Exercise objective
The entries are given below. Output each one unchanged.

Materials provided
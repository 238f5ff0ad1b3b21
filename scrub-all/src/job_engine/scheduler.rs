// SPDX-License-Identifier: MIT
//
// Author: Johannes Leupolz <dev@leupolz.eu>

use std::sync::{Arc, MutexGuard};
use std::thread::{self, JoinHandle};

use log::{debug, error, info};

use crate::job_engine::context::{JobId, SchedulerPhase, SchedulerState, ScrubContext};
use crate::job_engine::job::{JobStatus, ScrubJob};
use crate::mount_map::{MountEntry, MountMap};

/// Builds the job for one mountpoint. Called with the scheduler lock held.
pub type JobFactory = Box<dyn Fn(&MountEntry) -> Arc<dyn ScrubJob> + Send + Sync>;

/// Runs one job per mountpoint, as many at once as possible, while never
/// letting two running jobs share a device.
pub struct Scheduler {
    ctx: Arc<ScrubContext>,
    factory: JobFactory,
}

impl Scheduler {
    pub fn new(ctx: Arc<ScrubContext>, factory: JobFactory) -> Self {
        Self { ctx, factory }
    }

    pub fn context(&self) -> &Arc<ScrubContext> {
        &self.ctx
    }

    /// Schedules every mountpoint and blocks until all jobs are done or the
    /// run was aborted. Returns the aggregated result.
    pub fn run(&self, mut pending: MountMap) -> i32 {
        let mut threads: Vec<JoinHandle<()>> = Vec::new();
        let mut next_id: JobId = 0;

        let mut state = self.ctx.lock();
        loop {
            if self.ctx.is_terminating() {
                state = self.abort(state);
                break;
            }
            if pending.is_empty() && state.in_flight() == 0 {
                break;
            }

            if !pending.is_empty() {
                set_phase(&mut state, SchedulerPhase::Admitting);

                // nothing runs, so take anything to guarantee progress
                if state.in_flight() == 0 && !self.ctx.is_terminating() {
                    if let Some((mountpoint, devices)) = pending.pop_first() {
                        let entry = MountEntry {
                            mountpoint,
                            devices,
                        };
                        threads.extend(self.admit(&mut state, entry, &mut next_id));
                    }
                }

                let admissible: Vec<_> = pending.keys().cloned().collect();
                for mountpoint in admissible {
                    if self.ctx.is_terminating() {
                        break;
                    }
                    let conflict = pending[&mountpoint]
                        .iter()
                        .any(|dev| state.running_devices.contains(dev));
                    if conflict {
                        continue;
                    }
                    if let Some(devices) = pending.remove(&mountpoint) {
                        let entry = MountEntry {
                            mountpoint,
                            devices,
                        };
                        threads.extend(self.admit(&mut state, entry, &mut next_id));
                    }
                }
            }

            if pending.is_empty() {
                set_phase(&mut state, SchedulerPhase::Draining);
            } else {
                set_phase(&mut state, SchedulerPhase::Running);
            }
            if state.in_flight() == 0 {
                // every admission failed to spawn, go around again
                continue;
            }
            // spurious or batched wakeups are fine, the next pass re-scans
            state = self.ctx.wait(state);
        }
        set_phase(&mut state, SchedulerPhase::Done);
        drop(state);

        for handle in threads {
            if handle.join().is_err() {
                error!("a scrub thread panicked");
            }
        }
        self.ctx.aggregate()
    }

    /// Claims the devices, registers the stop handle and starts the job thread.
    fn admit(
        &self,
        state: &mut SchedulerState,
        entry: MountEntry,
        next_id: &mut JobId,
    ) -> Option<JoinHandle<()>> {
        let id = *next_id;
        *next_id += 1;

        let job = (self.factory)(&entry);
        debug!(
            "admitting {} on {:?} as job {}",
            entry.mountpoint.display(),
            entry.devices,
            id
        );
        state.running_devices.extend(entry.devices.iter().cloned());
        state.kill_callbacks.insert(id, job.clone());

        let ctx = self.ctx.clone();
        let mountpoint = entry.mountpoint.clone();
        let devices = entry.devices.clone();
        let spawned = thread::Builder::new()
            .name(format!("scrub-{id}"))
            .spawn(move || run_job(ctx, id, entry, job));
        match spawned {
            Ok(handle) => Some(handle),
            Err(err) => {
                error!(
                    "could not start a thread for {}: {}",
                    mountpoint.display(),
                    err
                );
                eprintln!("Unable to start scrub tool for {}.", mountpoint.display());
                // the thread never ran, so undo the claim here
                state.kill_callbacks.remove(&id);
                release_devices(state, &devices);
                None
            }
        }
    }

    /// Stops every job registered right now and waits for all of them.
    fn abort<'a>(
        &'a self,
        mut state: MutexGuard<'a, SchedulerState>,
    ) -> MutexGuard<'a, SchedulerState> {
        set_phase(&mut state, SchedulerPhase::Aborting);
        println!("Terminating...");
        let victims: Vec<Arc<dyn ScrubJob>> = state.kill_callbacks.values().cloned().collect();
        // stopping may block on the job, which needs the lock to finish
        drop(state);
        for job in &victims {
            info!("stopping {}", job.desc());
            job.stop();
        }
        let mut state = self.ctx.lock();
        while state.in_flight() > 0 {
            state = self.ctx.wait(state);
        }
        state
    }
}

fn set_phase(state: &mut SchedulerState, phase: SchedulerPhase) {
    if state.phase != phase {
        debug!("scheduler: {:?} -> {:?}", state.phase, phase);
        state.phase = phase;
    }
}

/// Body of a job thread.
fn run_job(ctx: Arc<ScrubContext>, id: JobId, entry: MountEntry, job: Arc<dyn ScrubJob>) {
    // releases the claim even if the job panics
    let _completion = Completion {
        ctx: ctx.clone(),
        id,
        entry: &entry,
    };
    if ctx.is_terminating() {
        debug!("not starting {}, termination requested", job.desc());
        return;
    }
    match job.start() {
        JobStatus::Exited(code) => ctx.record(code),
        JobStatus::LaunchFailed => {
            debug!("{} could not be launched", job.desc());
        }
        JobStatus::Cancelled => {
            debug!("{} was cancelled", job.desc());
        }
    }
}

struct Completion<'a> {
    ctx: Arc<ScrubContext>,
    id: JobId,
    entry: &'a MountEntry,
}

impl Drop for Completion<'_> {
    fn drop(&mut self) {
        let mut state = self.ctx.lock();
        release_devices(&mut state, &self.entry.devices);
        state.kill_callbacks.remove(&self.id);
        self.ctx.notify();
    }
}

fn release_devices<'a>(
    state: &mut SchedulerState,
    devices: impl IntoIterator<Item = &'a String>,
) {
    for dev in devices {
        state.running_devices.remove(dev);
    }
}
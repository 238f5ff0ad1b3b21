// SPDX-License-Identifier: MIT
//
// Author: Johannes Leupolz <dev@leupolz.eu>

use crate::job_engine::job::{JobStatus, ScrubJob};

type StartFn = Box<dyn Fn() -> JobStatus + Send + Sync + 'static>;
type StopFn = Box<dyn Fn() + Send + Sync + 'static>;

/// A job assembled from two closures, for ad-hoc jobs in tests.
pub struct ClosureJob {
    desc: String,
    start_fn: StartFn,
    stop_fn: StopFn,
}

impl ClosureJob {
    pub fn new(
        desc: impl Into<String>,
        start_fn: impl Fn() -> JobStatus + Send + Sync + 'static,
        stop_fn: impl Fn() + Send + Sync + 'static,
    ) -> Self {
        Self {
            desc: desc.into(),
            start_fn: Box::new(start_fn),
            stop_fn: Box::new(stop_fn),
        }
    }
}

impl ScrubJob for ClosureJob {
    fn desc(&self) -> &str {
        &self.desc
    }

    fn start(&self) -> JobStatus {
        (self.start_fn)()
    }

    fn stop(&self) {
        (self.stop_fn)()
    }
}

Exercise answer
repository 238f5ff0ad1b3b21
filename scrub-all/src/job_engine/scheduler.rs
// SPDX-License-Identifier: MIT
//
// Author: Johannes Leupolz <dev@leupolz.eu>

use std::sync::{Arc, MutexGuard};
use std::thread::{self, JoinHandle};

use log::{debug, error, info};

use crate::job_engine::context::{JobId, SchedulerPhase, SchedulerState, ScrubContext};
use crate::job_engine::job::{JobStatus, ScrubJob};
use crate::mount_map::{MountEntry, MountMap};

/// Builds the job for one mountpoint. Called with the scheduler lock held.
pub type JobFactory = Box<dyn Fn(&MountEntry) -> Arc<dyn ScrubJob> + Send + Sync>;

/// Runs one job per mountpoint, as many at once as possible, while never
/// letting two running jobs share a device.
pub struct Scheduler {
    ctx: Arc<ScrubContext>,
    factory: JobFactory,
}

impl Scheduler {
    pub fn new(ctx: Arc<ScrubContext>, factory: JobFactory) -> Self {
        Self { ctx, factory }
    }

    pub fn context(&self) -> &Arc<ScrubContext> {
        &self.ctx
    }

    /// Schedules every mountpoint and blocks until all jobs are done or the
    /// run was aborted. Returns the aggregated result.
    pub fn run(&self, mut pending: MountMap) -> i32 {
        let mut threads: Vec<JoinHandle<()>> = Vec::new();
        let mut next_id: JobId = 0;

        let mut state = self.ctx.lock();
        loop {
            if self.ctx.is_terminating() {
                state = self.abort(state);
                break;
            }
            if pending.is_empty() && state.in_flight() == 0 {
                break;
            }

            if !pending.is_empty() {
                set_phase(&mut state, SchedulerPhase::Admitting);

                // nothing runs, so take anything to guarantee progress
                if state.in_flight() == 0 && !self.ctx.is_terminating() {
                    if let Some((mountpoint, devices)) = pending.pop_first() {
                        let entry = MountEntry {
                            mountpoint,
                            devices,
                        };
                        threads.extend(self.admit(&mut state, entry, &mut next_id));
                    }
                }

                let admissible: Vec<_> = pending.keys().cloned().collect();
                for mountpoint in admissible {
                    if self.ctx.is_terminating() {
                        break;
                    }
                    let conflict = pending[&mountpoint]
                        .iter()
                        .any(|dev| state.running_devices.contains(dev));
                    if conflict {
                        continue;
                    }
                    if let Some(devices) = pending.remove(&mountpoint) {
                        let entry = MountEntry {
                            mountpoint,
                            devices,
                        };
                        threads.extend(self.admit(&mut state, entry, &mut next_id));
                    }
                }
            }

            if pending.is_empty() {
                set_phase(&mut state, SchedulerPhase::Draining);
            } else {
                set_phase(&mut state, SchedulerPhase::Running);
            }
            if state.in_flight() == 0 {
                // every admission failed to spawn, go around again
                continue;
            }
            // spurious or batched wakeups are fine, the next pass re-scans
            state = self.ctx.wait(state);
        }
        set_phase(&mut state, SchedulerPhase::Done);
        drop(state);

        for handle in threads {
            if handle.join().is_err() {
                error!("a scrub thread panicked");
            }
        }
        self.ctx.aggregate()
    }

    /// Claims the devices, registers the stop handle and starts the job thread.
    fn admit(
        &self,
        state: &mut SchedulerState,
        entry: MountEntry,
        next_id: &mut JobId,
    ) -> Option<JoinHandle<()>> {
        let id = *next_id;
        *next_id += 1;

        let job = (self.factory)(&entry);
        debug!(
            "admitting {} on {:?} as job {}",
            entry.mountpoint.display(),
            entry.devices,
            id
        );
        state.running_devices.extend(entry.devices.iter().cloned());
        state.kill_callbacks.insert(id, job.clone());

        let ctx = self.ctx.clone();
        let mountpoint = entry.mountpoint.clone();
        let devices = entry.devices.clone();
        let spawned = thread::Builder::new()
            .name(format!("scrub-{id}"))
            .spawn(move || run_job(ctx, id, entry, job));
        match spawned {
            Ok(handle) => Some(handle),
            Err(err) => {
                error!(
                    "could not start a thread for {}: {}",
                    mountpoint.display(),
                    err
                );
                eprintln!("Unable to start scrub tool for {}.", mountpoint.display());
                // the thread never ran, so undo the claim here
                state.kill_callbacks.remove(&id);
                release_devices(state, &devices);
                None
            }
        }
    }

    /// Stops every job registered right now and waits for all of them.
    fn abort<'a>(
        &'a self,
        mut state: MutexGuard<'a, SchedulerState>,
    ) -> MutexGuard<'a, SchedulerState> {
        set_phase(&mut state, SchedulerPhase::Aborting);
        println!("Terminating...");
        let victims: Vec<Arc<dyn ScrubJob>> = state.kill_callbacks.values().cloned().collect();
        // stopping may block on the job, which needs the lock to finish
        drop(state);
        for job in &victims {
            info!("stopping {}", job.desc());
            job.stop();
        }
        let mut state = self.ctx.lock();
        while state.in_flight() > 0 {
            state = self.ctx.wait(state);
        }
        state
    }
}

fn set_phase(state: &mut SchedulerState, phase: SchedulerPhase) {
    if state.phase != phase {
        debug!("scheduler: {:?} -> {:?}", state.phase, phase);
        state.phase = phase;
    }
}

/// Body of a job thread.
fn run_job(ctx: Arc<ScrubContext>, id: JobId, entry: MountEntry, job: Arc<dyn ScrubJob>) {
    // releases the claim even if the job panics
    let _completion = Completion {
        ctx: ctx.clone(),
        id,
        entry: &entry,
    };
    if ctx.is_terminating() {
        debug!("not starting {}, termination requested", job.desc());
        return;
    }
    match job.start() {
        JobStatus::Exited(code) => ctx.record(code),
        JobStatus::LaunchFailed => {
            debug!("{} could not be launched", job.desc());
        }
        JobStatus::Cancelled => {
            debug!("{} was cancelled", job.desc());
        }
    }
}

struct Completion<'a> {
    ctx: Arc<ScrubContext>,
    id: JobId,
    entry: &'a MountEntry,
}

impl Drop for Completion<'_> {
    fn drop(&mut self) {
        let mut state = self.ctx.lock();
        release_devices(&mut state, &self.entry.devices);
        state.kill_callbacks.remove(&self.id);
        self.ctx.notify();
    }
}

fn release_devices<'a>(
    state: &mut SchedulerState,
    devices: impl IntoIterator<Item = &'a String>,
) {
    for dev in devices {
        state.running_devices.remove(dev);
    }
}
repository 238f5ff0ad1b3b21
// SPDX-License-Identifier: MIT
//
// Author: Johannes Leupolz <dev@leupolz.eu>

use crate::job_engine::job::{JobStatus, ScrubJob};

type StartFn = Box<dyn Fn() -> JobStatus + Send + Sync + 'static>;
type StopFn = Box<dyn Fn() + Send + Sync + 'static>;

/// A job assembled from two closures, for ad-hoc jobs in tests.
pub struct ClosureJob {
    desc: String,
    start_fn: StartFn,
    stop_fn: StopFn,
}

impl ClosureJob {
    pub fn new(
        desc: impl Into<String>,
        start_fn: impl Fn() -> JobStatus + Send + Sync + 'static,
        stop_fn: impl Fn() + Send + Sync + 'static,
    ) -> Self {
        Self {
            desc: desc.into(),
            start_fn: Box::new(start_fn),
            stop_fn: Box::new(stop_fn),
        }
    }
}

impl ScrubJob for ClosureJob {
    fn desc(&self) -> &str {
        &self.desc
    }

    fn start(&self) -> JobStatus {
        (self.start_fn)()
    }

    fn stop(&self) {
        (self.stop_fn)()
    }
}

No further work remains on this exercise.